_Aim of the exercise:_ Can you give all the records again without altering a single character?

_Available data:_
++++++
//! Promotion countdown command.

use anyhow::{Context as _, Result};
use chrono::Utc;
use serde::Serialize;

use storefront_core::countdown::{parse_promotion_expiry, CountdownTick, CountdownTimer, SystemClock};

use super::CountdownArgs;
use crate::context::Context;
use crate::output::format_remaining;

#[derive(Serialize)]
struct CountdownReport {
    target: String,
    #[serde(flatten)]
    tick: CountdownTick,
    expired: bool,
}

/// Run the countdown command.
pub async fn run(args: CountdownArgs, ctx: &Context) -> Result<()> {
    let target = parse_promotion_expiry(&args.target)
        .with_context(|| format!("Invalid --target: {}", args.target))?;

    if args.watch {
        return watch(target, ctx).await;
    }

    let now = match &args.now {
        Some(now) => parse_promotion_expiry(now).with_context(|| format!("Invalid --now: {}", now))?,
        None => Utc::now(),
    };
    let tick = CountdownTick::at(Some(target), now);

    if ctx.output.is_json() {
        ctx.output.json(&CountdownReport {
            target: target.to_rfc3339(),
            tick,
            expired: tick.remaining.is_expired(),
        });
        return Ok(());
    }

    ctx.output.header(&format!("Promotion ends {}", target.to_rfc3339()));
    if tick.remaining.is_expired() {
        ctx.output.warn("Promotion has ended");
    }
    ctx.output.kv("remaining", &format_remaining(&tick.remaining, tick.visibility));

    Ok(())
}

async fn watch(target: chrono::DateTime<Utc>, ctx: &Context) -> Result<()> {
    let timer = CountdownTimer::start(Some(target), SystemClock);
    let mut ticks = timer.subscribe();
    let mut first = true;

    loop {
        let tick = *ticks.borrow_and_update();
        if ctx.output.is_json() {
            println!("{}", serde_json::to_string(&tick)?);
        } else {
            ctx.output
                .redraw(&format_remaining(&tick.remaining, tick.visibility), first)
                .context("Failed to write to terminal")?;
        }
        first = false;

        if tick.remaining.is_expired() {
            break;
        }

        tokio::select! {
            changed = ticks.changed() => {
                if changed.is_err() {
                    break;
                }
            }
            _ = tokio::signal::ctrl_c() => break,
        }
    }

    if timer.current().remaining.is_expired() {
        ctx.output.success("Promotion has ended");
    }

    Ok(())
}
++++++
_Answer to this exercise:_
//! Promotion countdown command.

use anyhow::{Context as _, Result};
use chrono::Utc;
use serde::Serialize;

use storefront_core::countdown::{parse_promotion_expiry, CountdownTick, CountdownTimer, SystemClock};

use super::CountdownArgs;
use crate::context::Context;
use crate::output::format_remaining;

#[derive(Serialize)]
struct CountdownReport {
    target: String,
    #[serde(flatten)]
    tick: CountdownTick,
    expired: bool,
}

/// Run the countdown command.
pub async fn run(args: CountdownArgs, ctx: &Context) -> Result<()> {
    let target = parse_promotion_expiry(&args.target)
        .with_context(|| format!("Invalid --target: {}", args.target))?;

    if args.watch {
        return watch(target, ctx).await;
    }

    let now = match &args.now {
        Some(now) => parse_promotion_expiry(now).with_context(|| format!("Invalid --now: {}", now))?,
        None => Utc::now(),
    };
    let tick = CountdownTick::at(Some(target), now);

    if ctx.output.is_json() {
        ctx.output.json(&CountdownReport {
            target: target.to_rfc3339(),
            tick,
            expired: tick.remaining.is_expired(),
        });
        return Ok(());
    }

    ctx.output.header(&format!("Promotion ends {}", target.to_rfc3339()));
    if tick.remaining.is_expired() {
        ctx.output.warn("Promotion has ended");
    }
    ctx.output.kv("remaining", &format_remaining(&tick.remaining, tick.visibility));

    Ok(())
}

async fn watch(target: chrono::DateTime<Utc>, ctx: &Context) -> Result<()> {
    let timer = CountdownTimer::start(Some(target), SystemClock);
    let mut ticks = timer.subscribe();
    let mut first = true;

    loop {
        let tick = *ticks.borrow_and_update();
        if ctx.output.is_json() {
            println!("{}", serde_json::to_string(&tick)?);
        } else {
            ctx.output
                .redraw(&format_remaining(&tick.remaining, tick.visibility), first)
                .context("Failed to write to terminal")?;
        }
        first = false;

        if tick.remaining.is_expired() {
            break;
        }

        tokio::select! {
            changed = ticks.changed() => {
                if changed.is_err() {
                    break;
                }
            }
            _ = tokio::signal::ctrl_c() => break,
        }
    }

    if timer.current().remaining.is_expired() {
        ctx.output.success("Promotion has ended");
    }

    Ok(())
}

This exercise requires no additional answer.